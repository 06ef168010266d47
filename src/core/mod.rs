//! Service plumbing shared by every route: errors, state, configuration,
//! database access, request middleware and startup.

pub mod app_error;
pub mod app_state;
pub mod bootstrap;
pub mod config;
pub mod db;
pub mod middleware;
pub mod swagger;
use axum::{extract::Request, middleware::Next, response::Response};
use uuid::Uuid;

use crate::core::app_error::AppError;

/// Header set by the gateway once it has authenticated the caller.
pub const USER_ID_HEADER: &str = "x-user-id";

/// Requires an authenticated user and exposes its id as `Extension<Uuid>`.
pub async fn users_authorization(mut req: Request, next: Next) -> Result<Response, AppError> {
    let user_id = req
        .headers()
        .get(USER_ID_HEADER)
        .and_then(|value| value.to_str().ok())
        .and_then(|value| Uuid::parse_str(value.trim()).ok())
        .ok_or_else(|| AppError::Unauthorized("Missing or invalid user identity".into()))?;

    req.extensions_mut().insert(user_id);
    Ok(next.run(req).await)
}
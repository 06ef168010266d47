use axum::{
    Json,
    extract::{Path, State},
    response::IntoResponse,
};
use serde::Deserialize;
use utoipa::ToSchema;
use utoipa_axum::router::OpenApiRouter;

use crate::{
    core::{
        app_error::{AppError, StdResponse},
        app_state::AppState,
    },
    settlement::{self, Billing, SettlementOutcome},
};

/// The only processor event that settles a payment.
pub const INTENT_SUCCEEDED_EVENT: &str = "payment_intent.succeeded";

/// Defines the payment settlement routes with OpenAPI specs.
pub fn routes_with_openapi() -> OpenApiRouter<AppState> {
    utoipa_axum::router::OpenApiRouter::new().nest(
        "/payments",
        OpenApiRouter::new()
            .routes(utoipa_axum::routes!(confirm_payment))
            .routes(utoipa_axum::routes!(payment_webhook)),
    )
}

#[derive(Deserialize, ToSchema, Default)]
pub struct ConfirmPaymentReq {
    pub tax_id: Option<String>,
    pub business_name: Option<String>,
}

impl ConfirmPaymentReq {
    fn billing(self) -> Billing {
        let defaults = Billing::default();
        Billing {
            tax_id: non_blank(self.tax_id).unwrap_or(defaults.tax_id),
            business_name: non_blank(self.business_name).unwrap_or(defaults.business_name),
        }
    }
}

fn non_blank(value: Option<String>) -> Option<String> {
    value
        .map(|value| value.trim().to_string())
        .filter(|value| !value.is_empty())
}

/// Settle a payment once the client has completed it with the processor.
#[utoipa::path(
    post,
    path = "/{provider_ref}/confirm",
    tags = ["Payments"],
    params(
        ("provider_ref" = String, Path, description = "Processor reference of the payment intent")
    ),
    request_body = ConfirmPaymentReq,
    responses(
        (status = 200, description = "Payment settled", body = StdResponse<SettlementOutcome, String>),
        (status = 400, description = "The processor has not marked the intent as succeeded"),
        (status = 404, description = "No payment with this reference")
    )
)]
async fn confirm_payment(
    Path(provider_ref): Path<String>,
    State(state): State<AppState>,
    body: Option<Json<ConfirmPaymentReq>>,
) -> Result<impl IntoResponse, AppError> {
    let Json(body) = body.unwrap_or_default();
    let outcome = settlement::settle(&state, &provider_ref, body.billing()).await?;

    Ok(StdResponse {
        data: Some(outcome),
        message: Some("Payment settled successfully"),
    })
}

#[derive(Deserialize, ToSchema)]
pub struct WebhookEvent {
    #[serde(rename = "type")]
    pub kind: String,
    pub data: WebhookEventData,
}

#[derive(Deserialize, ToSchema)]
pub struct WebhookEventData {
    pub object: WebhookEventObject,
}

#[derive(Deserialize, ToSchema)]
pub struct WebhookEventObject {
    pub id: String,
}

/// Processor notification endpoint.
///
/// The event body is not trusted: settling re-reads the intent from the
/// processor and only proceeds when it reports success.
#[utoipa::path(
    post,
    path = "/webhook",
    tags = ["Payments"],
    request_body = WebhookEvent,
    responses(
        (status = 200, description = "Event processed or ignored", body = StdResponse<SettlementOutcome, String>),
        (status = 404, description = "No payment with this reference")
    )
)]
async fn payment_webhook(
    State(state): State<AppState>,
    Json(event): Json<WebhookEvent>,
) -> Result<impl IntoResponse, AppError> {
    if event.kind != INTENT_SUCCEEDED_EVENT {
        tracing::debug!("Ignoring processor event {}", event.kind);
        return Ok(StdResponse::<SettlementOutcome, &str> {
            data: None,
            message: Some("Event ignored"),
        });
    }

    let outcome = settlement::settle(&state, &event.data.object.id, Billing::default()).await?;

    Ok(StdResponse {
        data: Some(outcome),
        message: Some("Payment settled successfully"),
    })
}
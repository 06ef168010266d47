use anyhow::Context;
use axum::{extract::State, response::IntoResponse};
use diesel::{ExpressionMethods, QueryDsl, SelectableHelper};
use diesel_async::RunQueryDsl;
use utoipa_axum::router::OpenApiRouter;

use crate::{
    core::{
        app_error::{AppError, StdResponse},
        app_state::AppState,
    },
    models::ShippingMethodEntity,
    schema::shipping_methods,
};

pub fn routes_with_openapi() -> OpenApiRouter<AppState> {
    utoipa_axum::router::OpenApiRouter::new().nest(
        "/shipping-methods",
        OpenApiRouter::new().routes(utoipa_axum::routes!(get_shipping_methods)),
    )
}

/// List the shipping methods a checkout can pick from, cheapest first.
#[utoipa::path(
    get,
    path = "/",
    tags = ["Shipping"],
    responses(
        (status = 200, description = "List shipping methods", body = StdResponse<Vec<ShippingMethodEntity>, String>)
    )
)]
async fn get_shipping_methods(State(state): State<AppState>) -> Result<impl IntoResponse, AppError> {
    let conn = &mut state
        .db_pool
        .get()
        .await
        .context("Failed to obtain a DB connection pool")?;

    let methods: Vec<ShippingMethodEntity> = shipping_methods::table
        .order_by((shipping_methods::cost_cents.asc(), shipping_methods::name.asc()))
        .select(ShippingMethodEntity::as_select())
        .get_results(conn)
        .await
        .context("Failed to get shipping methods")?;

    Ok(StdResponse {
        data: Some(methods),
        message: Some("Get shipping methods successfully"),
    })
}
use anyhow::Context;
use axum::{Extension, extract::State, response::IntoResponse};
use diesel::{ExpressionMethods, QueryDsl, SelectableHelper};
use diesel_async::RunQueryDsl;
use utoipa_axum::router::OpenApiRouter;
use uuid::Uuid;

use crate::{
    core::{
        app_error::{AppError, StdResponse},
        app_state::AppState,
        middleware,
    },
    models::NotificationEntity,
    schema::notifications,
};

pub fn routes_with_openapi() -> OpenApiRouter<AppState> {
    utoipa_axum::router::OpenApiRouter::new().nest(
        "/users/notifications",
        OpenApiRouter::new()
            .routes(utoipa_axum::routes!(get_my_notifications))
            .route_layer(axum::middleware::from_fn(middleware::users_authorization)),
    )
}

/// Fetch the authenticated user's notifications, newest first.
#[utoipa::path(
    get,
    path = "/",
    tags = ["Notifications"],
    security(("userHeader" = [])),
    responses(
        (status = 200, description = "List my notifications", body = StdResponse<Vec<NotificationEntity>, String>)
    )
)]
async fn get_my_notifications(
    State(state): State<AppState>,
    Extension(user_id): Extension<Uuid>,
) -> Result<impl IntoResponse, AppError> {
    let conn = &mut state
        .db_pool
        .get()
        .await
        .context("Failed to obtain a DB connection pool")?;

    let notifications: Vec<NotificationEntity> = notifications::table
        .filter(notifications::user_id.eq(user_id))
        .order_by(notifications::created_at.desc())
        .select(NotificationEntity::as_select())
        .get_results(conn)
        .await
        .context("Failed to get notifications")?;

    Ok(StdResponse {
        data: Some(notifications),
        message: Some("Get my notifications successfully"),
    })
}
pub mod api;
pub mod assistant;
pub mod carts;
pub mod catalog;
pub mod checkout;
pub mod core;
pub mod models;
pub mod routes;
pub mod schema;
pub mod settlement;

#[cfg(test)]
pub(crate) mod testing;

* * *

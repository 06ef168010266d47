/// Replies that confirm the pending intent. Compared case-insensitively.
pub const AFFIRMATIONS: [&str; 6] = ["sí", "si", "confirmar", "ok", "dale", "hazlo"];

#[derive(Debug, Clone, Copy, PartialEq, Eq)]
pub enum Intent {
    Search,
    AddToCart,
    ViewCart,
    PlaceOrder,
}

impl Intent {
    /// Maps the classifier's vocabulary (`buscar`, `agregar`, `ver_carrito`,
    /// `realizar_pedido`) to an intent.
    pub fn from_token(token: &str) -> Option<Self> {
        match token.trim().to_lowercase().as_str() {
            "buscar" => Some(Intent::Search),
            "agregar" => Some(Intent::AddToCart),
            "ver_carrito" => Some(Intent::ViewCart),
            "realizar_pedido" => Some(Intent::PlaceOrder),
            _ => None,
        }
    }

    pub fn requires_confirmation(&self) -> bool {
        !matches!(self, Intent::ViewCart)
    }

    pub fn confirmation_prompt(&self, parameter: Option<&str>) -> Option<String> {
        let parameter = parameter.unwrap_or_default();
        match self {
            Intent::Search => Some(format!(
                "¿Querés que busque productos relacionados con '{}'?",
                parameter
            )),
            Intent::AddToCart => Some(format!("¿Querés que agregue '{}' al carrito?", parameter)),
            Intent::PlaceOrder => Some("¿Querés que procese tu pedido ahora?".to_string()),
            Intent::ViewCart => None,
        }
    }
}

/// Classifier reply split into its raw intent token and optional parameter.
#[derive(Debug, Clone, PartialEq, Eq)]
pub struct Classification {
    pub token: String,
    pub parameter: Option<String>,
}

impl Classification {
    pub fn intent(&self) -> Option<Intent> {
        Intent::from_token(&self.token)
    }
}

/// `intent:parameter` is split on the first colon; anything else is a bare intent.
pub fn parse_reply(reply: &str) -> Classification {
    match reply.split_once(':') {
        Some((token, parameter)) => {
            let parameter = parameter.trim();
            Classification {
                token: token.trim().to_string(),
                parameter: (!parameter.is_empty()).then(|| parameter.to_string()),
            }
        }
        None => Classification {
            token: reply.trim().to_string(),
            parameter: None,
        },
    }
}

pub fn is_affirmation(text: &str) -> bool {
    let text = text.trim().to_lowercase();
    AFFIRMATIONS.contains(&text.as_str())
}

The problem:
Find and copy each line of the material that holds the word "WebhookEventObject".

Result:
    pub object: WebhookEventObject,
pub struct WebhookEventObject {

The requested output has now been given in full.